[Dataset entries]
****
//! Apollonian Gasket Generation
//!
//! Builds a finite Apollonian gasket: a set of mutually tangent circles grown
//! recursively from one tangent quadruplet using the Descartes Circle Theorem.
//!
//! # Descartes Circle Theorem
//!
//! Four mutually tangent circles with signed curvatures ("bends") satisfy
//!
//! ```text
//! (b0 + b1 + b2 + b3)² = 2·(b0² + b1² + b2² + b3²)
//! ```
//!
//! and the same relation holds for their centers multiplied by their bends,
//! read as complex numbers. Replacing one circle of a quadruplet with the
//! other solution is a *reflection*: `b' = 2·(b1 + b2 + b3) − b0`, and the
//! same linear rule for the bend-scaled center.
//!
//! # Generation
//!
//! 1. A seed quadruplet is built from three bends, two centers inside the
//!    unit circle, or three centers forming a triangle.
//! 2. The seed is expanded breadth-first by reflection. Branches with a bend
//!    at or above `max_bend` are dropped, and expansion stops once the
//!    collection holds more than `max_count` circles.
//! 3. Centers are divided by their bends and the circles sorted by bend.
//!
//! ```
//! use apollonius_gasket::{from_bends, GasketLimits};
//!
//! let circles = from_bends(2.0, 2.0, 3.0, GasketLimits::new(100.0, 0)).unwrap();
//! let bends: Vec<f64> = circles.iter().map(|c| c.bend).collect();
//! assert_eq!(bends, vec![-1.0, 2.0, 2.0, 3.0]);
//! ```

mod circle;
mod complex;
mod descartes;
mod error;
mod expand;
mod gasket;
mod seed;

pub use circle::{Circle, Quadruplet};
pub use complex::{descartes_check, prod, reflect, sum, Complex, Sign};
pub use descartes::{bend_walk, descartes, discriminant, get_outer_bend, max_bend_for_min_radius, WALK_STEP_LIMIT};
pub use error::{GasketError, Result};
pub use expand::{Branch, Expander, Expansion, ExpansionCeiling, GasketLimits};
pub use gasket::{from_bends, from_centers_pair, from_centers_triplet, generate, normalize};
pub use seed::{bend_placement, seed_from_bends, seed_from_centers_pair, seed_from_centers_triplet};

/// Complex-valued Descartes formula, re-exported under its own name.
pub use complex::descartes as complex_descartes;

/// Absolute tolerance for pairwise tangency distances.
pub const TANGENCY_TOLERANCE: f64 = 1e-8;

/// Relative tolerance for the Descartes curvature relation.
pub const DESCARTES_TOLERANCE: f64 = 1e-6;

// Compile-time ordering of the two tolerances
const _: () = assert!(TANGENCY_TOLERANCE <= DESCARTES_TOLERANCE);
****
From the records above, quote only the lines running from the line with "# Descartes Circle Theorem" to the line with "Descartes curvature relation.", both lines included.

SOLUTION TO THE EXERCISE →
//! # Descartes Circle Theorem
//!
//! Four mutually tangent circles with signed curvatures ("bends") satisfy
//!
//! ```text
//! (b0 + b1 + b2 + b3)² = 2·(b0² + b1² + b2² + b3²)
//! ```
//!
//! and the same relation holds for their centers multiplied by their bends,
//! read as complex numbers. Replacing one circle of a quadruplet with the
//! other solution is a *reflection*: `b' = 2·(b1 + b2 + b3) − b0`, and the
//! same linear rule for the bend-scaled center.
//!
//! # Generation
//!
//! 1. A seed quadruplet is built from three bends, two centers inside the
//!    unit circle, or three centers forming a triangle.
//! 2. The seed is expanded breadth-first by reflection. Branches with a bend
//!    at or above `max_bend` are dropped, and expansion stops once the
//!    collection holds more than `max_count` circles.
//! 3. Centers are divided by their bends and the circles sorted by bend.
//!
//! ```
//! use apollonius_gasket::{from_bends, GasketLimits};
//!
//! let circles = from_bends(2.0, 2.0, 3.0, GasketLimits::new(100.0, 0)).unwrap();
//! let bends: Vec<f64> = circles.iter().map(|c| c.bend).collect();
//! assert_eq!(bends, vec![-1.0, 2.0, 2.0, 3.0]);
//! ```

mod circle;
mod complex;
mod descartes;
mod error;
mod expand;
mod gasket;
mod seed;

pub use circle::{Circle, Quadruplet};
pub use complex::{descartes_check, prod, reflect, sum, Complex, Sign};
pub use descartes::{bend_walk, descartes, discriminant, get_outer_bend, max_bend_for_min_radius, WALK_STEP_LIMIT};
pub use error::{GasketError, Result};
pub use expand::{Branch, Expander, Expansion, ExpansionCeiling, GasketLimits};
pub use gasket::{from_bends, from_centers_pair, from_centers_triplet, generate, normalize};
pub use seed::{bend_placement, seed_from_bends, seed_from_centers_pair, seed_from_centers_triplet};

/// Complex-valued Descartes formula, re-exported under its own name.
pub use complex::descartes as complex_descartes;

/// Absolute tolerance for pairwise tangency distances.
pub const TANGENCY_TOLERANCE: f64 = 1e-8;

/// Relative tolerance for the Descartes curvature relation.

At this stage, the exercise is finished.